> **Goal of the exercise**
Lines in the following data that contain the string "OnceLock" are to be counted. Report only their number.

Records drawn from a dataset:
┄┄┄┄┄┄┄┄┄┄
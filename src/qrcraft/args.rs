use std::path::PathBuf;

use clap::{Parser, Subcommand};

use qrcraft::api::SortOrder;
use qrcraft::model::{ContentKind, QrStyle};

/// Returns the version string, with the git hash appended for dev builds.
fn get_version() -> &'static str {
    const VERSION: &str = env!("CARGO_PKG_VERSION");
    const GIT_HASH: &str = env!("GIT_HASH");

    use std::sync::OnceLock;
    static VERSION_STRING: OnceLock<String> = OnceLock::new();

    VERSION_STRING.get_or_init(|| {
        if GIT_HASH.is_empty() {
            VERSION.to_string()
        } else {
            format!("{} ({})", VERSION, GIT_HASH)
        }
    })
}

#[derive(Parser, Debug)]
#[command(name = "qrcraft")]
#[command(version = get_version())]
#[command(about = "Generate, scan, and track QR codes from the command line", long_about = None)]
pub struct Cli {
    #[command(subcommand)]
    pub command: Option<Commands>,

    /// Verbose output
    #[arg(short, long, global = true)]
    pub verbose: bool,
}

#[derive(Subcommand, Debug)]
pub enum Commands {
    /// Create a new code
    #[command(alias = "n")]
    Create {
        /// Label for the code
        name: String,

        /// Content to encode
        content: String,

        /// Content kind: url, text, email or phone
        #[arg(short, long, default_value = "url")]
        kind: ContentKind,

        /// Rendering style: default, rounded, dots or elegant
        #[arg(short, long)]
        style: Option<QrStyle>,

        /// Write a preview PNG to this path
        #[arg(short, long)]
        output: Option<PathBuf>,
    },

    /// Read a QR code from an image file
    Scan {
        /// Path to the image
        image: PathBuf,

        /// Copy the decoded content to the clipboard
        #[arg(short, long)]
        copy: bool,
    },

    /// List saved codes
    #[command(alias = "ls")]
    List {
        /// Search term
        #[arg(short, long)]
        search: Option<String>,

        /// Only show codes of this kind
        #[arg(short, long)]
        kind: Option<ContentKind>,

        /// Sort order: newest, oldest, name or downloads
        #[arg(long, default_value = "newest")]
        sort: SortOrder,
    },

    /// List the scan history
    Scans,

    /// Delete one or more codes
    #[command(alias = "rm")]
    Delete {
        /// Indexes (e.g. 1 3) or a name to match
        #[arg(required = true, num_args = 1..)]
        selectors: Vec<String>,
    },

    /// Render a code to a PNG file
    #[command(alias = "dl")]
    Download {
        /// Index (e.g. 1) or a name to match
        selector: String,

        /// Directory to write the PNG into
        #[arg(short, long)]
        output: Option<PathBuf>,
    },

    /// Show usage statistics
    Stats,

    /// Get or set configuration
    Config {
        /// Configuration key (default-style, download-width)
        key: Option<String>,

        /// Value to set (if omitted, prints current value)
        value: Option<String>,
    },
}
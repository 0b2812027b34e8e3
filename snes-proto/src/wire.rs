//! Host command frames.
//!
//! Hosts drive the pad with 4-byte little-endian `u32` frames at
//! 115 200 baud, one frame per button-state change. The command mask
//! has its own bit layout, distinct from the transmission order: it
//! kept Select and X apart after an early revision collapsed them onto
//! one bit. [`HostMask::to_buttons`] translates a mask into the
//! transmission-order [`ButtonSet`].

use bitflags::bitflags;

use crate::buttons::{Button, ButtonSet};

bitflags! {
    /// Bit layout of a host command mask.
    #[derive(Debug, Clone, Copy, PartialEq, Eq)]
    pub struct HostMask: u32 {
        const B      = 1 << 0;
        const Y      = 1 << 1;
        const X      = 1 << 2;
        const START  = 1 << 3;
        const SELECT = 1 << 4;
        const L      = 1 << 6;
        const R      = 1 << 7;
        const UP     = 1 << 8;
        const DOWN   = 1 << 9;
        const LEFT   = 1 << 10;
        const RIGHT  = 1 << 11;
        const A      = 1 << 12;
    }
}

impl HostMask {
    const MAP: [(HostMask, Button); 12] = [
        (HostMask::B, Button::B),
        (HostMask::Y, Button::Y),
        (HostMask::X, Button::X),
        (HostMask::START, Button::Start),
        (HostMask::SELECT, Button::Select),
        (HostMask::L, Button::L),
        (HostMask::R, Button::R),
        (HostMask::UP, Button::Up),
        (HostMask::DOWN, Button::Down),
        (HostMask::LEFT, Button::Left),
        (HostMask::RIGHT, Button::Right),
        (HostMask::A, Button::A),
    ];

    /// Translate a host command mask into the transmission-order set.
    pub fn to_buttons(self) -> ButtonSet {
        let mut set = ButtonSet::empty();
        for (bit, button) in Self::MAP {
            if self.contains(bit) {
                set.press(button);
            }
        }
        set
    }
}

/// Accumulates UART bytes into 4-byte command frames.
///
/// The stream carries no sync bytes; it is frame-aligned from reset,
/// matching the original protocol. [`FrameDecoder::reset`] realigns
/// after a link error or reopen.
pub struct FrameDecoder {
    buf: [u8; 4],
    len: u8,
}

impl FrameDecoder {
    pub const fn new() -> Self {
        Self { buf: [0; 4], len: 0 }
    }

    /// Feed one byte; returns the decoded set when a frame completes.
    pub fn push(&mut self, byte: u8) -> Option<ButtonSet> {
        self.buf[self.len as usize] = byte;
        self.len += 1;
        if self.len < 4 {
            return None;
        }
        self.len = 0;

        let raw = u32::from_le_bytes(self.buf);
        let mask = HostMask::from_bits_truncate(raw);
        if mask.bits() != raw {
            log::warn!("host frame {raw:#010x} carries unknown bits, ignoring them");
        }
        Some(mask.to_buttons())
    }

    /// Drop a partial frame.
    pub fn reset(&mut self) {
        self.len = 0;
    }
}

impl Default for FrameDecoder {
    fn default() -> Self {
        Self::new()
    }
}

#[cfg(test)]
mod tests {
    use super::*;

    fn decode(bytes: [u8; 4]) -> ButtonSet {
        let mut decoder = FrameDecoder::new();
        let mut out = None;
        for byte in bytes {
            out = decoder.push(byte);
        }
        out.expect("four bytes must complete a frame")
    }

    #[test]
    fn frames_are_little_endian() {
        // A is wire bit 12, so it lives in the second byte
        let set = decode([0x00, 0x10, 0x00, 0x00]);
        assert_eq!(set, ButtonSet::A);
    }

    #[test]
    fn select_and_x_map_to_distinct_buttons() {
        let select = decode((HostMask::SELECT.bits()).to_le_bytes());
        let x = decode((HostMask::X.bits()).to_le_bytes());
        assert_eq!(select, ButtonSet::SELECT);
        assert_eq!(x, ButtonSet::X);
        assert_ne!(select, x);
    }

    #[test]
    fn full_mask_lands_on_all_twelve_buttons() {
        let set = decode(HostMask::all().bits().to_le_bytes());
        assert_eq!(set, ButtonSet::all());
    }

    #[test]
    fn unknown_bits_are_ignored() {
        // wire bit 5 is unassigned; upper halfword is unused
        let raw = HostMask::UP.bits() | (1 << 5) | 0xDEAD_0000;
        assert_eq!(decode(raw.to_le_bytes()), ButtonSet::UP);
    }

    #[test]
    fn partial_frames_yield_nothing_until_the_fourth_byte() {
        let mut decoder = FrameDecoder::new();
        assert!(decoder.push(0x01).is_none());
        assert!(decoder.push(0x00).is_none());
        assert!(decoder.push(0x00).is_none());
        assert_eq!(decoder.push(0x00), Some(ButtonSet::B));
    }

    #[test]
    fn reset_realigns_the_stream() {
        let mut decoder = FrameDecoder::new();
        decoder.push(0xFF);
        decoder.reset();
        for &byte in &HostMask::START.bits().to_le_bytes()[..3] {
            assert!(decoder.push(byte).is_none());
        }
        assert_eq!(decoder.push(0x00), Some(ButtonSet::START));
    }

    #[test]
    fn consecutive_frames_decode_independently() {
        let mut decoder = FrameDecoder::new();
        let mut frames = [ButtonSet::empty(); 2];
        let mut n = 0;
        let bytes = [HostMask::B.bits().to_le_bytes(), HostMask::R.bits().to_le_bytes()];
        for &byte in bytes.iter().flatten() {
            if let Some(set) = decoder.push(byte) {
                frames[n] = set;
                n += 1;
            }
        }
        assert_eq!(n, 2);
        assert_eq!(frames, [ButtonSet::B, ButtonSet::R]);
    }
}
┄┄┄┄┄┄┄┄┄┄
> **Reply to the task**
2